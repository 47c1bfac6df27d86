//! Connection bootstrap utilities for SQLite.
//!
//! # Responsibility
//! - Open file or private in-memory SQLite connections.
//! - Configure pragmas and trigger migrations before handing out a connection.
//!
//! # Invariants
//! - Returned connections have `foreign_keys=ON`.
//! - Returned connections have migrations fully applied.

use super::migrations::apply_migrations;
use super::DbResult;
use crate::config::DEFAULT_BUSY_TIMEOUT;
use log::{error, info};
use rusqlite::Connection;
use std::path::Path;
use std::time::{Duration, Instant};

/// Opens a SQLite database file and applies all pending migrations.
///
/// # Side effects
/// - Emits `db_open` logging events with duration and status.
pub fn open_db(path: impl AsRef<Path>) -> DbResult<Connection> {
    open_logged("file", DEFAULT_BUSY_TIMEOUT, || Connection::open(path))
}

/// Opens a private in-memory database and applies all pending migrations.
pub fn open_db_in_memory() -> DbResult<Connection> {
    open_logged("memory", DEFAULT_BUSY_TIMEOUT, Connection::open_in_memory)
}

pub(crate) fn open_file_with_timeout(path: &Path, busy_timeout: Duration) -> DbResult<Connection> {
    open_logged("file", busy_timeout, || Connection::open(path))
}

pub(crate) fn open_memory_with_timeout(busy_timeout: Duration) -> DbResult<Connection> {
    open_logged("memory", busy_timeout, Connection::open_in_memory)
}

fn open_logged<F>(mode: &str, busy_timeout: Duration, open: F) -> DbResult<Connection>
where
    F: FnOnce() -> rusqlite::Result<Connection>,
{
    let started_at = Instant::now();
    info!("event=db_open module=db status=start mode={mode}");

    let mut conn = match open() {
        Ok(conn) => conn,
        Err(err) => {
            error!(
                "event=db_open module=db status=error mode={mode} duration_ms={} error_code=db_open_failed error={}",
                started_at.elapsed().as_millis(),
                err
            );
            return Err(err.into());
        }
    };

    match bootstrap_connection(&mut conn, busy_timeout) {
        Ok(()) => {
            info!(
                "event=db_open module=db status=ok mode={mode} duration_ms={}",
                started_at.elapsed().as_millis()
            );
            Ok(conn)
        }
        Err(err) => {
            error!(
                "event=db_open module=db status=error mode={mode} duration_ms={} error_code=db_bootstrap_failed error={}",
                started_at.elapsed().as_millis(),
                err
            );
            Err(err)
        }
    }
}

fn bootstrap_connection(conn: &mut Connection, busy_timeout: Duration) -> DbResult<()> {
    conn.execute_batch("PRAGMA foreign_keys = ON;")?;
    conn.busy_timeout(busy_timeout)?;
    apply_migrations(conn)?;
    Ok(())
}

━━━

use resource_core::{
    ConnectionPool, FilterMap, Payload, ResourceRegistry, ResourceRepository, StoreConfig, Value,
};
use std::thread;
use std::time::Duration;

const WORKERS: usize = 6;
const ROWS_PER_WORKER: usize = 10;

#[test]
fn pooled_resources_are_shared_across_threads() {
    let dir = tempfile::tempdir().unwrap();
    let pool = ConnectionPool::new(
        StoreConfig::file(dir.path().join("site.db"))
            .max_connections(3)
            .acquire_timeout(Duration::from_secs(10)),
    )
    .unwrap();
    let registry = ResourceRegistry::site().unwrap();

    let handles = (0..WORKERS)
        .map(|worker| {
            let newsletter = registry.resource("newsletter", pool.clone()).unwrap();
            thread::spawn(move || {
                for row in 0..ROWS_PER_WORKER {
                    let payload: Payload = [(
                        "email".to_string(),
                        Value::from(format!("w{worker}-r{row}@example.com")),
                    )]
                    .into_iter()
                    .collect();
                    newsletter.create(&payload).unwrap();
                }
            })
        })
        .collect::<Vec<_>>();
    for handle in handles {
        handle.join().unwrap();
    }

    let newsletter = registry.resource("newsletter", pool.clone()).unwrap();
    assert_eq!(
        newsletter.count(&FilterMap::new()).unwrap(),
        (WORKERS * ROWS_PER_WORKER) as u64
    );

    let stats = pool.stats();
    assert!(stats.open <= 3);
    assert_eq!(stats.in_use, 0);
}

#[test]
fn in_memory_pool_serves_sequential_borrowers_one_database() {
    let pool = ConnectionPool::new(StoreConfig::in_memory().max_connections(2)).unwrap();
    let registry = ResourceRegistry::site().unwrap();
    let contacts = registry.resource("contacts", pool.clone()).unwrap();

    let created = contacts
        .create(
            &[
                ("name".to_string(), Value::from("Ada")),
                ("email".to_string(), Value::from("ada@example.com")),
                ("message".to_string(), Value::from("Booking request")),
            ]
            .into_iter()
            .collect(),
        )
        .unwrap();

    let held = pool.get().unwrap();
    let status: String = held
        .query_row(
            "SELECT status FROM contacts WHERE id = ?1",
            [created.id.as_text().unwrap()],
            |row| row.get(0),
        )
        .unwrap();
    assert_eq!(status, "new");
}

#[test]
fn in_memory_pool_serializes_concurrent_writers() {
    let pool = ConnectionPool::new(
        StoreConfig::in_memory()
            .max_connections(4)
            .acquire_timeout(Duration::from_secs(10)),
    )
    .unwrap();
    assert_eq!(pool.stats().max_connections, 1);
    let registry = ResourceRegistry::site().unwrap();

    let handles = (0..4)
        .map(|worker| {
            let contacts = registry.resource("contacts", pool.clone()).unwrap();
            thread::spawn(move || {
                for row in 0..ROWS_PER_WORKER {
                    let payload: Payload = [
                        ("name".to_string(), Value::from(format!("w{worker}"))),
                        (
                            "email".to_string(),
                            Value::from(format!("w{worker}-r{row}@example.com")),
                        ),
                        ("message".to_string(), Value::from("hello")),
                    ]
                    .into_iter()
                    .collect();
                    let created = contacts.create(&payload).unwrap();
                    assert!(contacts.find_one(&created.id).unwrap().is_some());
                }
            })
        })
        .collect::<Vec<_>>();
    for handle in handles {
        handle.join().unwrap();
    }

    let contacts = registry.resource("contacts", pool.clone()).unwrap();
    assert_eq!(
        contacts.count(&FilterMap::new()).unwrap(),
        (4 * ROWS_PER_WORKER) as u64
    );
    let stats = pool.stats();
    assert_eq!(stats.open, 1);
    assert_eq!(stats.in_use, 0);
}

━━━

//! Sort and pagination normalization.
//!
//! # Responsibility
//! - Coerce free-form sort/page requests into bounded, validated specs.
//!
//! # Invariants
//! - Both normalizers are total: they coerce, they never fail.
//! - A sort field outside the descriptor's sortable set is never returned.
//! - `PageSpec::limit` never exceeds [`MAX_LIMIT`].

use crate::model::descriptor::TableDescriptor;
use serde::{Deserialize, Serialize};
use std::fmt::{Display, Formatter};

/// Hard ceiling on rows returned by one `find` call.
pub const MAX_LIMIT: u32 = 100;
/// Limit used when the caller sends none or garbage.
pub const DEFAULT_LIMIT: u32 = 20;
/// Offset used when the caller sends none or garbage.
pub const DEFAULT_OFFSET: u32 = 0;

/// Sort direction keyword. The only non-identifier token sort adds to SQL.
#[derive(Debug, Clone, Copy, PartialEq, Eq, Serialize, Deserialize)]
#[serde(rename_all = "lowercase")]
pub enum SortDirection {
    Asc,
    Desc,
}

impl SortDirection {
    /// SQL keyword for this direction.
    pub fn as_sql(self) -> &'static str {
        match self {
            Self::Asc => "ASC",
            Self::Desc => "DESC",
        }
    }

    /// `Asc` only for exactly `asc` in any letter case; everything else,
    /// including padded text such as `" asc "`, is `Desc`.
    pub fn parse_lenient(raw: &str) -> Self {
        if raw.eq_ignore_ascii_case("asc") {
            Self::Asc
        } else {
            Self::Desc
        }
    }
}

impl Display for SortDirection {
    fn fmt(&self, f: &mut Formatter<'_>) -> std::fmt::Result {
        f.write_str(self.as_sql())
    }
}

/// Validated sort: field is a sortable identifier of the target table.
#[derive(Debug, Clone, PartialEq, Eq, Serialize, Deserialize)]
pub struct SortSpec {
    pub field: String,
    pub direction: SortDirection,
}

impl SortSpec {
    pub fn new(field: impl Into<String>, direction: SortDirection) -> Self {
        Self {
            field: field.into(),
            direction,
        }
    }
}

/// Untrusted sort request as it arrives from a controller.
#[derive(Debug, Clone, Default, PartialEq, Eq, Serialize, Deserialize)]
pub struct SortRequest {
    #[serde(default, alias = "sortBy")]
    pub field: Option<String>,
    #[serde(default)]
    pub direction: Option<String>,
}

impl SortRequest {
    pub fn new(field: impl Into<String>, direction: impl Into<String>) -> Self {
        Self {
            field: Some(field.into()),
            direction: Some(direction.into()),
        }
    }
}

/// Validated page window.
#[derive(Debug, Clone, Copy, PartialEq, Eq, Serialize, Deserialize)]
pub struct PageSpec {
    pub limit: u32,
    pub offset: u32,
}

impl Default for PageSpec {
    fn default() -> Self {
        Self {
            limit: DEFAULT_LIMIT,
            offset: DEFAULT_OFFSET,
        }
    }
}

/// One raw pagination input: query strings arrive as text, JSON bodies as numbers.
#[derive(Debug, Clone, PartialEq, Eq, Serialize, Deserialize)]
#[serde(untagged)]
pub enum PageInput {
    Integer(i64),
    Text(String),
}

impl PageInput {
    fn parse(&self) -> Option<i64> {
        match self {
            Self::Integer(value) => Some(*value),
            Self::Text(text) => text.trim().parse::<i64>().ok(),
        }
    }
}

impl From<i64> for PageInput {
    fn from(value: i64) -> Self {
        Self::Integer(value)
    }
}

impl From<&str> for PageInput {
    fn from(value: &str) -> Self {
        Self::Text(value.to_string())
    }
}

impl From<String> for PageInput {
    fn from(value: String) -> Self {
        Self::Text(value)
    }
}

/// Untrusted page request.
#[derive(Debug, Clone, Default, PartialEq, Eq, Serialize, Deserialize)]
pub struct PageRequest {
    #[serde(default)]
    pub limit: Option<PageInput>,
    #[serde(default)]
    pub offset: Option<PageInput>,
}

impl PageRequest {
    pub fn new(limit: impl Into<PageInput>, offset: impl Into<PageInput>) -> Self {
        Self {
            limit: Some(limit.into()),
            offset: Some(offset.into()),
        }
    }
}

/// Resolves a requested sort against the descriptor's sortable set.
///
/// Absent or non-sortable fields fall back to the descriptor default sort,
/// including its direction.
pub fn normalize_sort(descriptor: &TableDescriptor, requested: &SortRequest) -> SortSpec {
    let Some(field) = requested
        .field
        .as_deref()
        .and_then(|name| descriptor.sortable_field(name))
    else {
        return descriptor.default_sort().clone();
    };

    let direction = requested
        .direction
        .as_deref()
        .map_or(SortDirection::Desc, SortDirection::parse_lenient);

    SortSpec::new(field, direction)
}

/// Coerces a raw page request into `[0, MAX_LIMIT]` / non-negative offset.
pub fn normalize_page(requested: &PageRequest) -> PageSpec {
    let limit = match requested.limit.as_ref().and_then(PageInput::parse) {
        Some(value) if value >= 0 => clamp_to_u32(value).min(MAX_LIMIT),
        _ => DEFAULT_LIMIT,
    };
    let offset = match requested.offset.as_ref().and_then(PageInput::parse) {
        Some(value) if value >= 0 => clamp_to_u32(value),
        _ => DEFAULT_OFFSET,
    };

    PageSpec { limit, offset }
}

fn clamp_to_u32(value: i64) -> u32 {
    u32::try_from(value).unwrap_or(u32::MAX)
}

━━━

- [Instructions to follow] Scan the lines above for "repository 47c1bfac6df27d86" and for "database and applies all pending migrations.". Repeat exactly the line holding each of them and every line in between.

- [Expected output]
repository 47c1bfac6df27d86
//! Connection bootstrap utilities for SQLite.
//!
//! # Responsibility
//! - Open file or private in-memory SQLite connections.
//! - Configure pragmas and trigger migrations before handing out a connection.
//!
//! # Invariants
//! - Returned connections have `foreign_keys=ON`.
//! - Returned connections have migrations fully applied.

use super::migrations::apply_migrations;
use super::DbResult;
use crate::config::DEFAULT_BUSY_TIMEOUT;
use log::{error, info};
use rusqlite::Connection;
use std::path::Path;
use std::time::{Duration, Instant};

/// Opens a SQLite database file and applies all pending migrations.
///
/// # Side effects
/// - Emits `db_open` logging events with duration and status.
pub fn open_db(path: impl AsRef<Path>) -> DbResult<Connection> {
    open_logged("file", DEFAULT_BUSY_TIMEOUT, || Connection::open(path))
}

/// Opens a private in-memory database and applies all pending migrations.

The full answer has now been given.